My problem
What is the cheapest total price from one place to another with at most k stops? The flights to China now are very expensive, 10 times of pre-Covid prices. Not only they are very expensive, but also the length of time and number of stops are horendous. Before Covid the non-stop flight to China was a little over 13 hours.
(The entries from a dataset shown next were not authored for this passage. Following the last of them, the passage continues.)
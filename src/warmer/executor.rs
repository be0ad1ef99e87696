//! Fetch executor: warms a claimed batch with bounded concurrency
//!
//! Every item handed to [`FetchExecutor::execute_batch`] gets exactly one
//! terminal write (done or failed, `attempts + 1`), issued as soon as its
//! fetch completes.

use crate::config::HttpConfig;
use crate::storage::{lock_store, QueueItem, QueueStore, StorageResult};
use crate::warmer::fetcher::{
    build_headers, build_http_client, fetch_url, FetchOutcome, DEFAULT_USER_AGENT,
};
use crate::WarmerError;
use futures::stream::{self, StreamExt};
use reqwest::Client;
use std::ops::AddAssign;
use std::sync::Mutex;
use std::time::Duration;
use tokio::runtime::{Handle, RuntimeFlavor};

/// HTTP settings for a fetch executor
#[derive(Debug, Clone, PartialEq)]
pub struct FetchSettings {
    /// Maximum number of requests in flight; values below 1 are treated as 1
    pub concurrency: usize,

    /// Per-request timeout covering connect, headers and body
    pub timeout: Duration,

    /// Extra headers; these replace defaults with the same name
    pub headers: Vec<(String, String)>,

    pub user_agent: String,
}

impl Default for FetchSettings {
    fn default() -> Self {
        Self {
            concurrency: 4,
            timeout: Duration::from_secs(15),
            headers: Vec::new(),
            user_agent: DEFAULT_USER_AGENT.to_string(),
        }
    }
}

impl From<&HttpConfig> for FetchSettings {
    fn from(config: &HttpConfig) -> Self {
        Self {
            concurrency: config.concurrency,
            timeout: Duration::from_secs(config.timeout_secs),
            headers: config
                .headers
                .iter()
                .map(|(name, value)| (name.clone(), value.clone()))
                .collect(),
            user_agent: config.user_agent.clone(),
        }
    }
}

/// Outcome counts for one or more batches
#[derive(Debug, Clone, Copy, Default, PartialEq, Eq)]
pub struct BatchSummary {
    pub processed: u64,
    pub success: u64,
    pub failed: u64,
}

impl BatchSummary {
    fn record(&mut self, success: bool) {
        self.processed += 1;
        if success {
            self.success += 1;
        } else {
            self.failed += 1;
        }
    }
}

impl AddAssign for BatchSummary {
    fn add_assign(&mut self, other: Self) {
        self.processed += other.processed;
        self.success += other.success;
        self.failed += other.failed;
    }
}

/// Fetches claimed items and records their outcomes
pub struct FetchExecutor {
    client: Client,
    concurrency: usize,
    timeout: Duration,
}

impl FetchExecutor {
    /// Creates an executor with its own HTTP client
    ///
    /// # Errors
    ///
    /// Fails if a configured header is not valid HTTP or the client cannot
    /// be built.
    pub fn new(settings: &FetchSettings) -> Result<Self, WarmerError> {
        let headers = build_headers(&settings.user_agent, &settings.headers)?;
        let client = build_http_client(headers)?;

        Ok(Self {
            client,
            concurrency: settings.concurrency.max(1),
            timeout: settings.timeout,
        })
    }

    pub fn concurrency(&self) -> usize {
        self.concurrency
    }

    pub fn timeout(&self) -> Duration {
        self.timeout
    }

    /// Fetches every item and writes its terminal status to `store`
    ///
    /// At most `concurrency` requests are in flight. Right before an item is
    /// fetched its `claimed_at` is reset, so a claim only looks stale once its
    /// own request has outlived the timeout, not while it waits for a slot.
    /// An item whose claim was released and taken by another run in the
    /// meantime is skipped without a request and is not counted.
    ///
    /// Results are written in completion order, each under the item's own
    /// claim token. If that write finds the claim gone, the outcome is logged
    /// and dropped but the item still counts towards the summary.
    ///
    /// Items without a claim token were never claimed and are skipped.
    ///
    /// # Errors
    ///
    /// Only storage failures are returned; HTTP failures are recorded on the
    /// item instead.
    pub async fn execute_batch<S>(
        &self,
        store: &Mutex<S>,
        items: Vec<QueueItem>,
    ) -> Result<BatchSummary, WarmerError>
    where
        S: QueueStore + ?Sized,
    {
        let mut summary = BatchSummary::default();

        let claimed: Vec<(QueueItem, String)> = items
            .into_iter()
            .filter_map(|item| match item.claim_token.clone() {
                Some(token) => Some((item, token)),
                None => {
                    tracing::warn!("Skipping unclaimed item {} ({})", item.id, item.url);
                    None
                }
            })
            .collect();

        if claimed.is_empty() {
            return Ok(summary);
        }

        let client = &self.client;
        let timeout = self.timeout;
        let mut results = stream::iter(claimed)
            .map(|(item, token)| async move {
                match with_store(store, |s| s.touch_claim(item.id, &token)) {
                    Ok(true) => {
                        let outcome = fetch_url(client, &item.url, timeout).await;
                        (item, token, Ok(Some(outcome)))
                    }
                    Ok(false) => (item, token, Ok(None)),
                    Err(e) => (item, token, Err(e)),
                }
            })
            .buffer_unordered(self.concurrency);

        while let Some((item, token, fetched)) = results.next().await {
            let Some(outcome) = fetched? else {
                tracing::warn!(
                    "Claim on item {} ({}) was lost before its fetch started, skipping",
                    item.id,
                    item.url
                );
                continue;
            };

            let resolution = outcome.to_resolution();
            let recorded = with_store(store, |s| s.resolve_item(item.id, &token, &resolution))?;

            if !recorded {
                tracing::warn!(
                    "Claim on item {} ({}) was lost before its result could be written",
                    item.id,
                    item.url
                );
            }

            log_outcome(&item, &outcome);
            summary.record(outcome.is_success());
        }

        tracing::info!(
            "Batch finished: {} processed, {} ok, {} failed",
            summary.processed,
            summary.success,
            summary.failed
        );

        Ok(summary)
    }
}

/// Runs a store operation under the lock
///
/// On a multi-threaded runtime the (possibly busy-waiting) SQLite call is
/// moved off the async worker so in-flight fetches keep being polled.
fn with_store<S, T>(
    store: &Mutex<S>,
    op: impl FnOnce(&mut S) -> StorageResult<T>,
) -> StorageResult<T>
where
    S: QueueStore + ?Sized,
{
    let run = || {
        let mut guard = lock_store(store)?;
        op(&mut *guard)
    };

    match Handle::try_current().map(|handle| handle.runtime_flavor()) {
        Ok(RuntimeFlavor::MultiThread) => tokio::task::block_in_place(run),
        _ => run(),
    }
}

fn log_outcome(item: &QueueItem, outcome: &FetchOutcome) {
    let ms = outcome.duration().as_secs_f64() * 1000.0;
    match outcome {
        FetchOutcome::Success { status_code, .. } => {
            tracing::debug!("Warmed {} ({} in {:.1} ms)", item.url, status_code, ms);
        }
        FetchOutcome::HttpStatus { status_code, .. } => {
            tracing::warn!("Failed {}: HTTP {} in {:.1} ms", item.url, status_code, ms);
        }
        FetchOutcome::Transport { error, .. } => {
            tracing::warn!("Failed {}: {}", item.url, error);
        }
    }
}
Now, a $20,000 economy ticket with 5 stops with total travel time of over 50 hours is not uncommon. This’s a practical problem, not just a puzzle.
Before quoting any named algorithm, how would we solve the problem?
Given the ticket scacity and high expense situation, complicated by zero-Covid strict policies in China that can result in things changing from one day to the next, I will pick any Chinese city close to my destination to get to China first, and then solve the cheapest problem again domestically. My problem is complex: monetary costs, date/time of arrivals/departures for connecting the flights, local lockdown severities, my own Covid tests, etcs.. Furthermore, I cannot spend months in China simply waiting at some random cities. In all, it is a much more complicated and continuously changing problem than a puzzle.
To make problem as simple as possible (albeit unrealistic), I would focus on monetary cost only and pick one of the cities, say Beijing, as my destination. And since tickets are usually sold as round trip prices, they can be treated as undirected edges in a graph.
Then I will get the routes for each airlines that currently flies to Beijing, costs of tickets and associated datetime. Let’s say Tokyo, Hong Kong, London, Seul, NYC and a few others. The costs are $1000, $500, $9000, $20000. Although from NYC the flight is non-stop, the cost is very high. So I choose the cheapest, which is Hong Kong. Next, I get the data for all the reachable places from Hong Kong and their respective cost and time. If Hong Kong to Tokyo is $300. Then I will update the cost from Beijing to Tokyo to be $800 ($500 + $300) to replace the original price of $1000.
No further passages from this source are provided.